2.1.59 requires either NAD(P)+. In KEGG, these three are also regarded as the same type of reaction in terms of the RCLASS entries involved, and are grouped into four orthologue groups: K00134 and K10705

for EC 1.2.1.12, K05298 for EC 1.2.1.13 and K00150 for EC 1.2.1.59. Many enzymes are multi-functional. In this case, we give multiple EC, R, RP and RC numbers to the corresponding K number. For example, bisphosphoglycerate mutase is given an orthology K01837, three EC numbers 5.4.2.1, 5.4.2.4 and 3.1.3.13, three R numbers R01518 (2-phospho-d-glycerate=3-phospho-d-glycerate), R01662 (3-phospho-d-glycerol phosphate=2,3-bisphospho-d-glycerate) find more and R01516 (2,3-bisphospho-d-glycerate+H2O=3-phospho-d-glycerate+orthophosphate) and the corresponding RP and RC numbers. There is another known enzyme named phosphoglycerate mutase, which has narrower substrate specificity (only catalyzing R01518), which is given orthology check details identification K01834. There are many cases where an enzyme is involved the catalysis of a complex series of reaction steps. For example,

fatty acid biosynthesis contains many enzyme complexes, only acetyl CoA carboxylase is a separate enzyme. To make matters more complicated, the complexes are different dependent on taxonomy.
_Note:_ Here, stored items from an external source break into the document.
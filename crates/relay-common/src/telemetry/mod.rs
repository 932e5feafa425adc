//! Telemetry: structured logging through `tracing`

mod tracing_setup;

pub use tracing_setup::{
    init_tracing, init_tracing_with_config, try_init_tracing, try_init_tracing_with_config,
    TracingConfig, TracingError,
};
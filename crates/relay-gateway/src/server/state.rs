//! Relay state
//!
//! Shared dependencies handed to every connection task.

use crate::broadcast::EventDispatcher;
use crate::connection::SessionRegistry;
use crate::files::FileIndex;
use relay_common::AppConfig;
use std::sync::Arc;

/// Relay application state
///
/// Cheap to clone; every clone refers to the same registry and file index.
#[derive(Clone)]
pub struct RelayState {
    /// Connected sessions
    registry: Arc<SessionRegistry>,
    /// Fan-out over the registry
    dispatcher: EventDispatcher,
    /// Cached storage listing
    files: Arc<FileIndex>,
    /// Application configuration
    config: Arc<AppConfig>,
}

impl RelayState {
    /// Create a new relay state
    pub fn new(registry: Arc<SessionRegistry>, files: Arc<FileIndex>, config: AppConfig) -> Self {
        Self {
            dispatcher: EventDispatcher::new(registry.clone()),
            registry,
            files,
            config: Arc::new(config),
        }
    }

    /// Get the session registry
    pub fn registry(&self) -> &SessionRegistry {
        &self.registry
    }

    /// Get the event dispatcher
    pub fn dispatcher(&self) -> &EventDispatcher {
        &self.dispatcher
    }

    /// Get the file index
    pub fn files(&self) -> &FileIndex {
        &self.files
    }

    /// Get the application configuration
    pub fn config(&self) -> &AppConfig {
        &self.config
    }
}

impl std::fmt::Debug for RelayState {
    fn fmt(&self, f: &mut std::fmt::Formatter<'_>) -> std::fmt::Result {
        f.debug_struct("RelayState")
            .field("registry", &self.registry)
            .field("storage", &self.files.root())
            .finish()
    }
}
Animal-type fatty acid synthase (EC 2.3.1.85) consists of a polypeptide, given identification K00665. Fungi type (EC 2.3.1.86) consists of two subunits (K00667 and K00668). Bacterial type is separated into at least two proteins (K11533 and K11628), of which the latter has EC 2.3.1.111 but the former does not have any official EC number. There are many other complicated examples; EC 1.2.7.1 (pyruvate synthase) forms an enzyme complex consisting of four peptides porA, porB, porD and porG. We gave them identifiers K00169, K00170, K00171 and

K00172, respectively, and link each to EC 1.2.7.1. EC numbers classify enzymes by function; therefore they contain many different sequences. As a result, some EC numbers have become highly variable in terms of their reaction patterns and sequence families. The former type of EC numbers, catalyzing many different reactions, include cytochrome P450 (EC 1.14.14.1), glutathionine transferase (EC 2.5.1.18), monoamine oxidase (EC 1.4.3.4), enoyl-CoA hydratase (EC 4.2.1.17), alcohol dehydrogenase (EC 1.1.1.1), fatty acid synthase in animal and yeast (EC 2.3.1.85 and mTOR inhibitor 86, respectively), aldehyde dehydrogenase (EC 1.2.1.3), PTS enzyme II (EC 2.7.1.69), acyl-CoA dehydrogenase (EC 1.3.99.3) and 3-hydroxyacyl-CoA dehydrogenase (EC 1.1.1.35). The latter type of EC numbers, involving many different orthologues computationally generated from KEGG GENES, include NADH dehydrogenase (EC 1.6.5.3), ATP synthase (EC 3.6.3.14), DNA polymerase (EC 2.7.7.7), serine/threonine protein kinase (EC 2.7.11.1), peptidylprolyl isomerase (EC 5.2.1.8), PTS enzyme II (2.7.1.69), enoyl-CoA hydratase (EC 4.2.1.17), RNA polymerase (EC 2.7.7.6), DNA-methyltransferase (2.1.1.